##### Dataset records

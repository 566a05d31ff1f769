use anyhow::{Context, Result};
use fleetpulse::api::{create_router, ApiState};
use fleetpulse::config::FleetConfig;
use fleetpulse::event::UpdateEventType;
use fleetpulse::status::HttpStatusProvider;
use fleetpulse::Scheduler;
use std::sync::Arc;
use tower_http::cors::CorsLayer;
use tracing::{info, warn};

#[tokio::main]
async fn main() -> Result<()> {
    // Initialize tracing subscriber
    tracing_subscriber::fmt()
        .with_env_filter(
            tracing_subscriber::EnvFilter::try_from_default_env()
                .unwrap_or_else(|_| "fleetpulse=info".into()),
        )
        .init();

    info!("Fleetpulse starting...");

    let config = FleetConfig::from_env()?;

    let provider = HttpStatusProvider::new(
        config.provider.base_url.clone(),
        config.provider.request_timeout(),
    )?;
    info!(base_url = %config.provider.base_url, "Status provider configured");

    let scheduler = Scheduler::new(Arc::new(provider), &config);

    let defaults = config.schedule.intervals();
    for entity in &config.entities {
        scheduler
            .add_entity(entity.to_schedule(&defaults))
            .with_context(|| format!("invalid [[entities]] entry '{}'", entity.id))?;
    }

    // Lifecycle events in the service log
    let _log_subscription = scheduler.subscribe(|event| {
        match event.kind {
            UpdateEventType::StatusUpdate => {}
            UpdateEventType::ConnectivityLost => {
                warn!(entity_id = %event.entity_id, "Entity unreachable")
            }
            kind => info!(entity_id = %event.entity_id, event_type = %kind, "Entity event"),
        }
        Ok(())
    });

    scheduler.start();

    let app = create_router(Arc::new(ApiState {
        scheduler: scheduler.clone(),
    }))
    .layer(CorsLayer::permissive());

    let addr = format!("0.0.0.0:{}", config.api.port);
    let listener = tokio::net::TcpListener::bind(&addr)
        .await
        .with_context(|| format!("failed to bind {}", addr))?;
    info!(addr = %addr, entities = config.entities.len(), "API listening");

    axum::serve(listener, app)
        .with_graceful_shutdown(shutdown_signal())
        .await
        .context("API server error")?;

    scheduler.stop();
    info!("Fleetpulse stopped");

    Ok(())
}

async fn shutdown_signal() {
    if let Err(e) = tokio::signal::ctrl_c().await {
        warn!(error = %e, "Failed to listen for shutdown signal");
        std::future::pending::<()>().await;
    }
    info!("Shutdown signal received");
}
// Entity status model and provider seam
pub mod status;

// Per-entity schedules, interval algorithm and registry
pub mod schedule;

// Consecutive-failure tracking
pub mod retry;

// Semantic change detection
pub mod detect;

// Event model
pub mod event;

// Event fan-out and SSE streaming
pub mod dispatch;

// Fetch and event statistics
pub mod stats;

// Scheduler core
pub mod scheduler;

// Configuration
pub mod config;

// Error types
pub mod error;

// HTTP API
pub mod api;

pub use error::{Result, SchedulerError};
pub use scheduler::Scheduler;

##########

- Problem: Repeat each of the entries exactly.

- Solution for this problem:
repository 566a05d31ff1f769
use anyhow::{Context, Result};
use fleetpulse::api::{create_router, ApiState};
use fleetpulse::config::FleetConfig;
use fleetpulse::event::UpdateEventType;
use fleetpulse::status::HttpStatusProvider;
use fleetpulse::Scheduler;
use std::sync::Arc;
use tower_http::cors::CorsLayer;
use tracing::{info, warn};

#[tokio::main]
async fn main() -> Result<()> {
    // Initialize tracing subscriber
    tracing_subscriber::fmt()
        .with_env_filter(
            tracing_subscriber::EnvFilter::try_from_default_env()
                .unwrap_or_else(|_| "fleetpulse=info".into()),
        )
        .init();

    info!("Fleetpulse starting...");

    let config = FleetConfig::from_env()?;

    let provider = HttpStatusProvider::new(
        config.provider.base_url.clone(),
        config.provider.request_timeout(),
    )?;
    info!(base_url = %config.provider.base_url, "Status provider configured");

    let scheduler = Scheduler::new(Arc::new(provider), &config);

    let defaults = config.schedule.intervals();
    for entity in &config.entities {
        scheduler
            .add_entity(entity.to_schedule(&defaults))
            .with_context(|| format!("invalid [[entities]] entry '{}'", entity.id))?;
    }

    // Lifecycle events in the service log
    let _log_subscription = scheduler.subscribe(|event| {
        match event.kind {
            UpdateEventType::StatusUpdate => {}
            UpdateEventType::ConnectivityLost => {
                warn!(entity_id = %event.entity_id, "Entity unreachable")
            }
            kind => info!(entity_id = %event.entity_id, event_type = %kind, "Entity event"),
        }
        Ok(())
    });

    scheduler.start();

    let app = create_router(Arc::new(ApiState {
        scheduler: scheduler.clone(),
    }))
    .layer(CorsLayer::permissive());

    let addr = format!("0.0.0.0:{}", config.api.port);
    let listener = tokio::net::TcpListener::bind(&addr)
        .await
        .with_context(|| format!("failed to bind {}", addr))?;
    info!(addr = %addr, entities = config.entities.len(), "API listening");

    axum::serve(listener, app)
        .with_graceful_shutdown(shutdown_signal())
        .await
        .context("API server error")?;

    scheduler.stop();
    info!("Fleetpulse stopped");

    Ok(())
}

async fn shutdown_signal() {
    if let Err(e) = tokio::signal::ctrl_c().await {
        warn!(error = %e, "Failed to listen for shutdown signal");
        std::future::pending::<()>().await;
    }
    info!("Shutdown signal received");
}
// Entity status model and provider seam
pub mod status;

// Per-entity schedules, interval algorithm and registry
pub mod schedule;

// Consecutive-failure tracking
pub mod retry;

// Semantic change detection
pub mod detect;

// Event model
pub mod event;

// Event fan-out and SSE streaming
pub mod dispatch;

// Fetch and event statistics
pub mod stats;

// Scheduler core
pub mod scheduler;

// Configuration
pub mod config;

// Error types
pub mod error;

// HTTP API
pub mod api;

pub use error::{Result, SchedulerError};
pub use scheduler::Scheduler;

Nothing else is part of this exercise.